Broderbund Software
- Industry: Software Video games
- Founded: 1980; 46 years ago San Rafael, California, US
- Founder: Doug Carlston; Gary Carlston;
- Defunct: 1998; 28 years ago
- Fate: Acquired by and folded into The Learning Company. Red Orb Entertainment folded into Mindscape.
- Successor: The Learning Company
- Headquarters: Eugene, Oregon, US; San Rafael, California, US; Novato, California, US;
- Key people: Doug Carlston (chairman, CEO); Gary Carlston; Cathy Carlston Brisbois; Edmund Auer;
- Revenue: 172,000,000 ±1000000 United States dollar (1995)
- Parent: The Learning Company
- Website: broderbund.com

= Broderbund =

American software company

Broderbund Software, Inc. (formerly stylized as Brøderbund) was an American maker of video games, educational software, and productivity tools. Broderbund is best known for the 8-bit video game hits Choplifter, Lode Runner, Karateka, and Prince of Persia (all of which originated on the Apple II), as well as The Print Shop—originally for printing signs and banners on dot matrix printers—and the Myst and Carmen Sandiego games. The company was founded in Eugene, Oregon, and moved to San Rafael, California, then later to Novato, California. Broderbund was purchased by The Learning Company in 1998.

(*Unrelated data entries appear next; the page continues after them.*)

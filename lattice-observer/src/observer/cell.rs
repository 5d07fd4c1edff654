//! Tracked storage for props and state.

use std::any::Any;
use std::cell::{Cell, OnceCell, RefCell};
use std::fmt;
use std::rc::Rc;

use super::state::RenderState;
use crate::host::Inputs;
use crate::props::{Props, ShallowEq, State};
use crate::reactive::Atom;

/// One observable field.
///
/// Reads are reported to the active tracking scope. A write notifies only
/// when the new value is not shallow-equal to the stored one, and never
/// while its owner is forcing an update. The atom is created on the first
/// read; a field nobody read has nobody to notify.
pub struct TrackedCell<T> {
    name: String,
    value: RefCell<T>,
    atom: OnceCell<Atom>,
    changes: Cell<u64>,
}

impl<T: ShallowEq + Clone> TrackedCell<T> {
    pub fn new(name: impl Into<String>, value: T) -> Self {
        Self {
            name: name.into(),
            value: RefCell::new(value),
            atom: OnceCell::new(),
            changes: Cell::new(0),
        }
    }

    pub fn name(&self) -> &str {
        &self.name
    }

    /// Read and record the dependency.
    pub fn get(&self) -> T {
        self.atom.get_or_init(|| Atom::new(self.name.clone())).report_observed();
        self.value.borrow().clone()
    }

    pub fn get_untracked(&self) -> T {
        self.value.borrow().clone()
    }

    /// Store `value`, notifying if it changed. Returns whether it notified.
    pub(crate) fn set(&self, value: T, owner: &RenderState) -> bool {
        if owner.is_forcing_update() || self.value.borrow().shallow_eq(&value) {
            *self.value.borrow_mut() = value;
            return false;
        }

        *self.value.borrow_mut() = value;
        self.changes.set(self.changes.get() + 1);
        let _skip = owner.skipping_render();
        if let Some(atom) = self.atom.get() {
            atom.report_changed();
        }
        true
    }

    /// Number of writes that counted as a change.
    pub fn change_count(&self) -> u64 {
        self.changes.get()
    }

    /// Whether a tracking session currently depends on this field.
    pub fn is_observed(&self) -> bool {
        self.atom.get().is_some_and(Atom::is_observed)
    }
}

impl<T: fmt::Debug> fmt::Debug for TrackedCell<T> {
    fn fmt(&self, f: &mut fmt::Formatter<'_>) -> fmt::Result {
        f.debug_struct("TrackedCell")
            .field("name", &self.name)
            .field("value", &self.value.borrow())
            .field("changes", &self.changes.get())
            .finish()
    }
}

/// Inputs storage installed by the observer transform.
pub struct ReactiveInputs {
    props: TrackedCell<Props>,
    state: TrackedCell<State>,
    render: Rc<RenderState>,
}

impl ReactiveInputs {
    pub(crate) fn new(
        component: &str,
        props: Props,
        state: State,
        render: Rc<RenderState>,
    ) -> Self {
        Self {
            props: TrackedCell::new(format!("{component}.props"), props),
            state: TrackedCell::new(format!("{component}.state"), state),
            render,
        }
    }

    pub fn props_cell(&self) -> &TrackedCell<Props> {
        &self.props
    }

    pub fn state_cell(&self) -> &TrackedCell<State> {
        &self.state
    }

    pub(crate) fn render_state(&self) -> &Rc<RenderState> {
        &self.render
    }
}

impl Inputs for ReactiveInputs {
    fn props(&self) -> Props {
        self.props.get()
    }

    fn assign_props(&self, props: Props) {
        self.props.set(props, &self.render);
    }

    fn state(&self) -> State {
        self.state.get()
    }

    fn assign_state(&self, state: State) {
        self.state.set(state, &self.render);
    }

    fn as_any(&self) -> &dyn Any {
        self
    }
}

impl fmt::Debug for ReactiveInputs {
    fn fmt(&self, f: &mut fmt::Formatter<'_>) -> fmt::Result {
        f.debug_struct("ReactiveInputs")
            .field("props", &self.props)
            .field("state", &self.state)
            .finish()
    }
}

Brøderbund is now the brand name for Riverdeep's graphic design, productivity, and edutainment titles such as The Print Shop, Carmen Sandiego, Mavis Beacon Teaches Typing, the Living Books series and Reader Rabbit, in addition to publishing software for other companies, notably Zone Labs' ZoneAlarm.

As of 2001, Ubisoft owns the entertainment titles of Brøderbund, including Prince of Persia.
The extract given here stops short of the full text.